* _RECORDS SUPPLIED_:
- - - - -
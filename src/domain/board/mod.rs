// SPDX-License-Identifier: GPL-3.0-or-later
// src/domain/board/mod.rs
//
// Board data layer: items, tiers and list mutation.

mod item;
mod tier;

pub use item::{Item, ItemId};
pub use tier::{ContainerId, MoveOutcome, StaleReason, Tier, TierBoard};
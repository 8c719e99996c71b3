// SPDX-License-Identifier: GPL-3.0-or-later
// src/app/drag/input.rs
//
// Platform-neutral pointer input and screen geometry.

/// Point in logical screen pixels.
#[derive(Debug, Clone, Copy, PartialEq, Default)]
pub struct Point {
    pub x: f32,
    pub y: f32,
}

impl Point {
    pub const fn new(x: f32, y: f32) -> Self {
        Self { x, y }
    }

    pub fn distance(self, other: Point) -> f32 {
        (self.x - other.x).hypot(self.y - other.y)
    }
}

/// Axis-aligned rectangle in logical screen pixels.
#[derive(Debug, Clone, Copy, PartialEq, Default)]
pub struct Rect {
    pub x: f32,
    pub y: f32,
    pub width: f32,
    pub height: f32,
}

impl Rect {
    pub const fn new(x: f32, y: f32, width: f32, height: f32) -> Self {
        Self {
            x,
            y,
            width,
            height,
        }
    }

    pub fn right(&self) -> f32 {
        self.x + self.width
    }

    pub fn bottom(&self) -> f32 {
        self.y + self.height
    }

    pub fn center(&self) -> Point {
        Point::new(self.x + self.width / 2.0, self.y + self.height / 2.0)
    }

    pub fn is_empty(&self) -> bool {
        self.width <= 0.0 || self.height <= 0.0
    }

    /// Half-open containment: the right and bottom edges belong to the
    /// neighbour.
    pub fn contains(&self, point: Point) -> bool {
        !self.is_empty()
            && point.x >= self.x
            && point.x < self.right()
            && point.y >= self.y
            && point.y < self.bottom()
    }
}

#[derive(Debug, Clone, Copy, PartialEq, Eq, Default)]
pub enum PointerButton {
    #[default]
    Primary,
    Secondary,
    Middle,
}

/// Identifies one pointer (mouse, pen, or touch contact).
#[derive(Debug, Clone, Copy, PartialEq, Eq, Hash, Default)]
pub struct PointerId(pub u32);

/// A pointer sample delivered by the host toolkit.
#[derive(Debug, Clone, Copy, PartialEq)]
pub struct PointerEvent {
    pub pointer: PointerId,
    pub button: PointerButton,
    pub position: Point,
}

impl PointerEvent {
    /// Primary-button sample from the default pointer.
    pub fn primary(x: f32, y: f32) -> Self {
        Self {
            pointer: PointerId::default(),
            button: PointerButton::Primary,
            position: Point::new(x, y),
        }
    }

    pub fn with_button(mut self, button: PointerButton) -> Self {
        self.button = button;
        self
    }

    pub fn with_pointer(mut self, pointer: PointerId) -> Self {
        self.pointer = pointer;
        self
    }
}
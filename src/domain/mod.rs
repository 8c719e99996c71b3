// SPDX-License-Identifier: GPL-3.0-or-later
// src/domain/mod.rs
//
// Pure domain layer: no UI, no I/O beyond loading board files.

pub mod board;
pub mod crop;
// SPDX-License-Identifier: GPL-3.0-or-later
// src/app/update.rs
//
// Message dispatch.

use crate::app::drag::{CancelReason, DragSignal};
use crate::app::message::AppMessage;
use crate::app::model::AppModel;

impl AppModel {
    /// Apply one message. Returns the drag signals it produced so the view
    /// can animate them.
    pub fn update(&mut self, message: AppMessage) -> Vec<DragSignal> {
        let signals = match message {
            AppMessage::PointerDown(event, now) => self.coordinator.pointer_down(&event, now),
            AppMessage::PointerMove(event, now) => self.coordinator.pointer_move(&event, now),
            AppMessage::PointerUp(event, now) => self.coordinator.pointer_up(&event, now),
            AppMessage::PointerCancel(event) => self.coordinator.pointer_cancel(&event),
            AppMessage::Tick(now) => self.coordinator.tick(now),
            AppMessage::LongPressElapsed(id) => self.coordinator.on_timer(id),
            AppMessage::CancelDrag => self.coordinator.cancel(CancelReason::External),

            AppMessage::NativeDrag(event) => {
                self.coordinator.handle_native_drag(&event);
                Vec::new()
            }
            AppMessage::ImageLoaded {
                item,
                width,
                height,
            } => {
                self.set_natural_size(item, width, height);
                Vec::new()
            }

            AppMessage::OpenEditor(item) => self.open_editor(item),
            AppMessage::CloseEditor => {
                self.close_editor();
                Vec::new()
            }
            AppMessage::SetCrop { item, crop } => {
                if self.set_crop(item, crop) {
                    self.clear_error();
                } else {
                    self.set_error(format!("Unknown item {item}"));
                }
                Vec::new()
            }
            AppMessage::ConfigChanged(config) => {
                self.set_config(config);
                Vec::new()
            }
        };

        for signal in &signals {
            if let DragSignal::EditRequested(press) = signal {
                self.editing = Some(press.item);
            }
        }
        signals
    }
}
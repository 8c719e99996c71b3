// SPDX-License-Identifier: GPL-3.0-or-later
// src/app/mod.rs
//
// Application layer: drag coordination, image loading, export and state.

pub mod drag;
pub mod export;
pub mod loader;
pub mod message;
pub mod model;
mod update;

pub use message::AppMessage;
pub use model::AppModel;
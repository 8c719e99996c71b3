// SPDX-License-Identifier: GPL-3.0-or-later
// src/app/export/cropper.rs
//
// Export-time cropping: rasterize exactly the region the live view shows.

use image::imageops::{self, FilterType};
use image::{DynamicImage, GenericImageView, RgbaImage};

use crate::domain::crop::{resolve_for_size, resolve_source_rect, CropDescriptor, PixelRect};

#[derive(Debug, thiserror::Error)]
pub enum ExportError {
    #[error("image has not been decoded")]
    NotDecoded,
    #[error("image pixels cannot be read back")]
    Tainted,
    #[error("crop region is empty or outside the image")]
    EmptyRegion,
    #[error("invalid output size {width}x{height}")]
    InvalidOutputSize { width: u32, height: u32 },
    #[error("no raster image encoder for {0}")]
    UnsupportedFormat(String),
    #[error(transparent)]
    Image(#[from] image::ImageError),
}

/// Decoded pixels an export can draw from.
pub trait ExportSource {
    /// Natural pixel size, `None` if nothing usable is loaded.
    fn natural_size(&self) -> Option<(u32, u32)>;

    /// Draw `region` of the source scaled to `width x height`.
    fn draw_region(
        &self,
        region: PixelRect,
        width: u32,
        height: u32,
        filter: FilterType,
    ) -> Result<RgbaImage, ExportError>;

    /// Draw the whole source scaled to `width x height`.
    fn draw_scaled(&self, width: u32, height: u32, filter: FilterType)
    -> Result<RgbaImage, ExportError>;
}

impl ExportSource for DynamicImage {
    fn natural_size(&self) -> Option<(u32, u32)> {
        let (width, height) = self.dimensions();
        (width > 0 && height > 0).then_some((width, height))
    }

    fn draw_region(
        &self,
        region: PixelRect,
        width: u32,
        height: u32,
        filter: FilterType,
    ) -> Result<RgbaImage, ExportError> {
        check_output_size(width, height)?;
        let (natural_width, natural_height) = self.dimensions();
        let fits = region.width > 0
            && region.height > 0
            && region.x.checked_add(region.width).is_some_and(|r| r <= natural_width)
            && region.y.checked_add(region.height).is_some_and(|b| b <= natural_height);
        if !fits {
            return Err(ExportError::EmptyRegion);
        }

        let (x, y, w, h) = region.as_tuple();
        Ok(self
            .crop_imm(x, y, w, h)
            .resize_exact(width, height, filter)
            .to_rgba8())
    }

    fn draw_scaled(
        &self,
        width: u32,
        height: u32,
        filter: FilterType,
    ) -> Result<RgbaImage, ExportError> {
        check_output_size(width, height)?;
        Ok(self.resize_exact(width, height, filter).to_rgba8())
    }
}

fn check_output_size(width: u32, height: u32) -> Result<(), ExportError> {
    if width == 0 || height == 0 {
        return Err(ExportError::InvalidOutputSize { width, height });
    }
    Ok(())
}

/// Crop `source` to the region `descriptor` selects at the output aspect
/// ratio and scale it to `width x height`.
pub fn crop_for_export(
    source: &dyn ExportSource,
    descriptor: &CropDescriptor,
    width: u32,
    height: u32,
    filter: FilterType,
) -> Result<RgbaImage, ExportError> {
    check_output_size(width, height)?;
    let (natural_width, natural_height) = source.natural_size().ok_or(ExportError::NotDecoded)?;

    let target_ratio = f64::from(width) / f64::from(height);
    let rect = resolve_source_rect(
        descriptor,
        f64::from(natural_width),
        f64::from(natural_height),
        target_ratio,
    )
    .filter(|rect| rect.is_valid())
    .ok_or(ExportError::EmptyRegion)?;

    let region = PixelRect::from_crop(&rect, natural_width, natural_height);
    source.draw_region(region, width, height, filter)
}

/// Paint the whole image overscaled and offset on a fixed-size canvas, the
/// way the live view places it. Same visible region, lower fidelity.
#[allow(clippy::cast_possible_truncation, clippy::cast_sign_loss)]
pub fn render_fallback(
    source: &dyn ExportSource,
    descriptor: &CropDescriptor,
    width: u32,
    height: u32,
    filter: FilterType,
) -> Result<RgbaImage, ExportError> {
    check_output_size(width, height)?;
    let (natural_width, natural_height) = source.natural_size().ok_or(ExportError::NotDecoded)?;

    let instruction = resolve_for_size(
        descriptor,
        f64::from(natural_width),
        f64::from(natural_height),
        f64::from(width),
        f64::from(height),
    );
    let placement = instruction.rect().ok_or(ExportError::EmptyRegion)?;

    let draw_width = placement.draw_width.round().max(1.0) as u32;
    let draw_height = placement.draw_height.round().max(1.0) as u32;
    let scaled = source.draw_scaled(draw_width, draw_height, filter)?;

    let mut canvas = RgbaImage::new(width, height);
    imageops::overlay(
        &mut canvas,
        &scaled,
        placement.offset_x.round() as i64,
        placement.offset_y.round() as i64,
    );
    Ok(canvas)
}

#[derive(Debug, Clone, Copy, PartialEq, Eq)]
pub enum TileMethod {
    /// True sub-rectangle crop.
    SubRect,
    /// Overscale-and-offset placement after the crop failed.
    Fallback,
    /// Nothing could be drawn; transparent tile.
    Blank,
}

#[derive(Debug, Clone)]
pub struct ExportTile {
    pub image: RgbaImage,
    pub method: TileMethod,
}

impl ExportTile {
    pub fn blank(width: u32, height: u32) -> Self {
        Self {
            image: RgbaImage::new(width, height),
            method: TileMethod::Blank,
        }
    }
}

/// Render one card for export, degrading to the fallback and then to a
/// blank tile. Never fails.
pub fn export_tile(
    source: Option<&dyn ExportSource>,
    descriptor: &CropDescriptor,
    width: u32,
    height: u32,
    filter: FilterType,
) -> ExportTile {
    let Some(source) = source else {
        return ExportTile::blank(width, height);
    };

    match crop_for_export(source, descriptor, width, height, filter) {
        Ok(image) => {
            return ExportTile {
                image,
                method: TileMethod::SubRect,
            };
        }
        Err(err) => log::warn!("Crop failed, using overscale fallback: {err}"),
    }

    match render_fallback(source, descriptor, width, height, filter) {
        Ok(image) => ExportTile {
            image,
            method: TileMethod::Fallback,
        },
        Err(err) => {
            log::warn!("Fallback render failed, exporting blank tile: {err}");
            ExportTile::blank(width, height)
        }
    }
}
- - - - -
* _TASK BRIEF_:
Among the lines above, return those that hold the word "signals".

* _EXERCISE SOLUTION_:
    /// Apply one message. Returns the drag signals it produced so the view
        let signals = match message {
        for signal in &signals {
        signals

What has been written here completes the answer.